- **Work instructions**: Take the data below and filter it for lines containing the word "ResolveOutcome"; show each line found.

- **Task inputs**:
Start of Block
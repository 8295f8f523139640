use std::env;
use thiserror::Error;

const DEFAULT_DISPATCH_INTERVAL_SECONDS: u64 = 60;
const DEFAULT_DISPATCH_TIMEOUT_SECONDS: u64 = 30;
const DEFAULT_RETRY_BACKOFF_SECONDS: i64 = 600;

#[derive(Clone)]
pub struct DispatcherConfig {
    pub executor_url: String,
    pub hmac_shared_secret: Vec<u8>,
    pub shard_dir: String,
    pub index_db_path: Option<String>,
    pub dispatch_interval_seconds: u64,
    pub dispatch_timeout_seconds: u64,
    pub retry_backoff_seconds: i64,
}

impl std::fmt::Debug for DispatcherConfig {
    fn fmt(&self, f: &mut std::fmt::Formatter<'_>) -> std::fmt::Result {
        f.debug_struct("DispatcherConfig")
            .field("executor_url", &self.executor_url)
            .field("hmac_shared_secret", &"[REDACTED]")
            .field("shard_dir", &self.shard_dir)
            .field("index_db_path", &self.index_db_path)
            .field("dispatch_interval_seconds", &self.dispatch_interval_seconds)
            .field("dispatch_timeout_seconds", &self.dispatch_timeout_seconds)
            .field("retry_backoff_seconds", &self.retry_backoff_seconds)
            .finish()
    }
}

impl DispatcherConfig {
    pub fn from_env() -> Result<Self, ConfigError> {
        let executor_url =
            env::var("EXECUTOR_URL").map_err(|_| ConfigError::MissingRequired("EXECUTOR_URL"))?;
        let hmac_shared_secret = env::var("HMAC_SHARED_SECRET")
            .map_err(|_| ConfigError::MissingRequired("HMAC_SHARED_SECRET"))?
            .into_bytes();

        let shard_dir = env::var("SHARD_DIR").unwrap_or_else(|_| "./shards".to_string());
        let index_db_path = env::var("INDEX_DB_PATH")
            .ok()
            .filter(|s| !s.is_empty())
            .or_else(|| Some("./schedule-index.db".to_string()));

        let dispatch_interval_seconds = env::var("DISPATCH_INTERVAL_SECONDS")
            .ok()
            .and_then(|s| s.parse().ok())
            .unwrap_or(DEFAULT_DISPATCH_INTERVAL_SECONDS);
        let dispatch_timeout_seconds = env::var("DISPATCH_TIMEOUT_SECONDS")
            .ok()
            .and_then(|s| s.parse().ok())
            .unwrap_or(DEFAULT_DISPATCH_TIMEOUT_SECONDS);
        let retry_backoff_seconds = env::var("RETRY_BACKOFF_SECONDS")
            .ok()
            .and_then(|s| s.parse().ok())
            .unwrap_or(DEFAULT_RETRY_BACKOFF_SECONDS);

        Ok(Self {
            executor_url,
            hmac_shared_secret,
            shard_dir,
            index_db_path,
            dispatch_interval_seconds,
            dispatch_timeout_seconds,
            retry_backoff_seconds,
        })
    }
}

#[derive(Debug, Error)]
pub enum ConfigError {
    #[error("missing required environment variable: {0}")]
    MissingRequired(&'static str),
}
//! A single user's state: recipients, schedules, transactions and login
//! nonce, backed by one SQLite file (spec §4.1).
//!
//! All operations take `&self` and serialize through the shard's own
//! `Mutex<Connection>` — the same single-writer-per-database shape as the
//! teacher's `Database` wrapper, just scoped to one user instead of one
//! global table.

use alloy::primitives::Signature;
use chrono::Utc;
use rand::RngCore;
use rusqlite::Connection;
use std::path::{Path, PathBuf};
use std::str::FromStr;
use std::sync::Mutex;
use voicepay_types::{
    auth::signed_message_template, resolve_by_name, AuthState, Recipient, ResolveOutcome,
    Schedule, ScheduleId, Transaction, UserAddress,
};

use crate::db;
use crate::error::ShardError;

pub struct Shard {
    address: UserAddress,
    conn: Mutex<Connection>,
}

impl Shard {
    /// Open (or create) the shard file for `address` under `base_dir`.
    pub fn open(base_dir: &Path, address: UserAddress) -> Result<Self, ShardError> {
        std::fs::create_dir_all(base_dir)?;
        let path = Self::path_for(base_dir, &address);
        let conn = Connection::open(path)?;
        db::init_schema(&conn)?;
        Ok(Self {
            address,
            conn: Mutex::new(conn),
        })
    }

    /// An in-memory shard, used by tests and by any caller that doesn't
    /// need persistence across restarts.
    pub fn open_in_memory(address: UserAddress) -> Result<Self, ShardError> {
        let conn = Connection::open_in_memory()?;
        db::init_schema(&conn)?;
        Ok(Self {
            address,
            conn: Mutex::new(conn),
        })
    }

    fn path_for(base_dir: &Path, address: &UserAddress) -> PathBuf {
        base_dir.join(format!("{}.db", address.as_str()))
    }

    pub fn address(&self) -> &UserAddress {
        &self.address
    }

    fn lock(&self) -> std::sync::MutexGuard<'_, Connection> {
        self.conn.lock().unwrap_or_else(|poisoned| poisoned.into_inner())
    }

    // --- recipients -------------------------------------------------------

    pub fn get_recipients(&self) -> Result<Vec<Recipient>, ShardError> {
        db::list_recipients(&self.lock())
    }

    pub fn add_recipient(&self, recipient: Recipient) -> Result<Recipient, ShardError> {
        db::insert_recipient(&self.lock(), &recipient)?;
        Ok(recipient)
    }

    /// Replace the recipient currently keyed by `old_wallet` (spec §4.1
    /// `update_recipient(old_wallet, {new_wallet?, new_name?, new_note?})`).
    pub fn update_recipient(
        &self,
        old_wallet: &UserAddress,
        updated: Recipient,
    ) -> Result<Recipient, ShardError> {
        db::update_recipient(&self.lock(), old_wallet.as_str(), &updated)?;
        Ok(updated)
    }

    pub fn delete_recipient(&self, wallet: &UserAddress) -> Result<(), ShardError> {
        db::delete_recipient(&self.lock(), wallet.as_str())
    }

    /// Resolve a spoken/typed recipient name against this user's address
    /// book (spec §4.1 `resolve_by_name`).
    pub fn resolve_by_name(&self, query: &str) -> Result<ResolveOutcome, ShardError> {
        let recipients = db::list_recipients(&self.lock())?;
        Ok(resolve_by_name(&recipients, query))
    }

    // --- auth: nonce issuance + signature verification ---------------------

    /// Issue a fresh single-use login nonce, overwriting any previous one.
    pub fn issue_nonce(&self) -> Result<String, ShardError> {
        let mut bytes = [0u8; 16];
        rand::thread_rng().fill_bytes(&mut bytes);
        let nonce = hex::encode(bytes);

        let conn = self.lock();
        db::set_auth_state(
            &conn,
            &AuthState {
                nonce: Some(nonce.clone()),
                updated_at: Some(Utc::now()),
            },
        )?;
        Ok(nonce)
    }

    /// Verify an EIP-191 `personal_sign` signature over the canonical
    /// template embedding the outstanding nonce. Consumes the nonce on
    /// success so it cannot be replayed (spec §4.1, I3).
    pub fn verify_signature(&self, signature_hex: &str) -> Result<UserAddress, ShardError> {
        let conn = self.lock();
        let state = db::get_auth_state(&conn)?;
        let nonce = state.nonce.ok_or(ShardError::NoNonce)?;

        let sig_bytes = hex::decode(signature_hex.trim_start_matches("0x"))
            .map_err(|_| ShardError::InvalidSignature)?;
        let signature =
            Signature::from_raw(&sig_bytes).map_err(|_| ShardError::InvalidSignature)?;

        let message = signed_message_template(&nonce);
        let recovered = signature
            .recover_address_from_msg(message.as_bytes())
            .map_err(|_| ShardError::InvalidSignature)?;

        let recovered_address = UserAddress::from_str(&format!("{recovered:#x}"))
            .expect("alloy addresses are always well-formed 20-byte hex");

        if recovered_address != self.address {
            return Err(ShardError::InvalidSignature);
        }

        // Single-use: clear the nonce once it has authenticated a signature.
        db::set_auth_state(
            &conn,
            &AuthState {
                nonce: None,
                updated_at: Some(Utc::now()),
            },
        )?;

        Ok(recovered_address)
    }

    // --- schedules ----------------------------------------------------------

    pub fn append_schedule(&self, schedule: Schedule) -> Result<Schedule, ShardError> {
        db::insert_schedule(&self.lock(), &schedule)?;
        Ok(schedule)
    }

    pub fn update_schedule(&self, schedule: Schedule) -> Result<Schedule, ShardError> {
        db::update_schedule(&self.lock(), &schedule)?;
        Ok(schedule)
    }

    pub fn delete_schedule(&self, id: ScheduleId) -> Result<(), ShardError> {
        db::delete_schedule(&self.lock(), id)
    }

    pub fn get_schedule(&self, id: ScheduleId) -> Result<Schedule, ShardError> {
        db::get_schedule(&self.lock(), id)
    }

    pub fn list_schedules(&self) -> Result<Vec<Schedule>, ShardError> {
        db::list_schedules(&self.lock())
    }

    // --- transactions ---------------------------------------------------------

    pub fn append_transaction(&self, tx: Transaction) -> Result<Transaction, ShardError> {
        db::insert_transaction(&self.lock(), &tx)?;
        Ok(tx)
    }

    pub fn list_transactions(&self) -> Result<Vec<Transaction>, ShardError> {
        db::list_transactions(&self.lock())
    }
}

#[cfg(test)]
mod tests {
    use super::*;
    use alloy::signers::local::PrivateKeySigner;
    use alloy::signers::SignerSync;

    fn addr_from_signer(signer: &PrivateKeySigner) -> UserAddress {
        UserAddress::from_str(&format!("{:#x}", signer.address())).unwrap()
    }

    #[test]
    fn nonce_is_single_use() {
        let signer = PrivateKeySigner::random();
        let address = addr_from_signer(&signer);
        let shard = Shard::open_in_memory(address.clone()).unwrap();

        let nonce = shard.issue_nonce().unwrap();
        let message = signed_message_template(&nonce);
        let signature = signer.sign_message_sync(message.as_bytes()).unwrap();
        let sig_hex = format!("0x{}", hex::encode(signature.as_bytes()));

        let recovered = shard.verify_signature(&sig_hex).unwrap();
        assert_eq!(recovered, address);

        // Replaying the same signature must fail: the nonce was consumed.
        let replay = shard.verify_signature(&sig_hex);
        assert!(replay.is_err());
    }

    #[test]
    fn verify_without_issued_nonce_fails() {
        let signer = PrivateKeySigner::random();
        let address = addr_from_signer(&signer);
        let shard = Shard::open_in_memory(address).unwrap();
        let err = shard.verify_signature("0xdeadbeef").unwrap_err();
        assert!(matches!(err, ShardError::NoNonce));
    }

    #[test]
    fn signature_from_wrong_signer_is_rejected() {
        let owner = PrivateKeySigner::random();
        let impostor = PrivateKeySigner::random();
        let address = addr_from_signer(&owner);
        let shard = Shard::open_in_memory(address).unwrap();

        let nonce = shard.issue_nonce().unwrap();
        let message = signed_message_template(&nonce);
        let signature = impostor.sign_message_sync(message.as_bytes()).unwrap();
        let sig_hex = format!("0x{}", hex::encode(signature.as_bytes()));

        let err = shard.verify_signature(&sig_hex).unwrap_err();
        assert!(matches!(err, ShardError::InvalidSignature));
    }

    #[test]
    fn duplicate_wallet_is_rejected_even_under_a_different_name() {
        let shard = Shard::open_in_memory("0x1111111111111111111111111111111111111111".parse().unwrap()).unwrap();
        let wallet: UserAddress = "0x2222222222222222222222222222222222222222".parse().unwrap();
        shard
            .add_recipient(Recipient { name: "bob".to_string(), wallet: wallet.clone(), note: None })
            .unwrap();
        let err = shard
            .add_recipient(Recipient { name: "bobby".to_string(), wallet, note: None })
            .unwrap_err();
        assert!(matches!(err, ShardError::Duplicate(_)));
    }

    #[test]
    fn update_recipient_renames_by_wallet_key() {
        let shard = Shard::open_in_memory("0x1111111111111111111111111111111111111111".parse().unwrap()).unwrap();
        let wallet: UserAddress = "0x3333333333333333333333333333333333333333".parse().unwrap();
        shard
            .add_recipient(Recipient { name: "bob".to_string(), wallet: wallet.clone(), note: None })
            .unwrap();
        shard
            .update_recipient(&wallet, Recipient { name: "robert".to_string(), wallet: wallet.clone(), note: None })
            .unwrap();
        let all = shard.get_recipients().unwrap();
        assert_eq!(all.len(), 1);
        assert_eq!(all[0].name, "robert");
    }

    #[test]
    fn delete_recipient_by_wallet() {
        let shard = Shard::open_in_memory("0x1111111111111111111111111111111111111111".parse().unwrap()).unwrap();
        let wallet: UserAddress = "0x4444444444444444444444444444444444444444".parse().unwrap();
        shard
            .add_recipient(Recipient { name: "carol".to_string(), wallet: wallet.clone(), note: None })
            .unwrap();
        shard.delete_recipient(&wallet).unwrap();
        assert!(shard.get_recipients().unwrap().is_empty());
    }
}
End of Block
- **Task response**:
    auth::signed_message_template, resolve_by_name, AuthState, Recipient, ResolveOutcome,
    pub fn resolve_by_name(&self, query: &str) -> Result<ResolveOutcome, ShardError> {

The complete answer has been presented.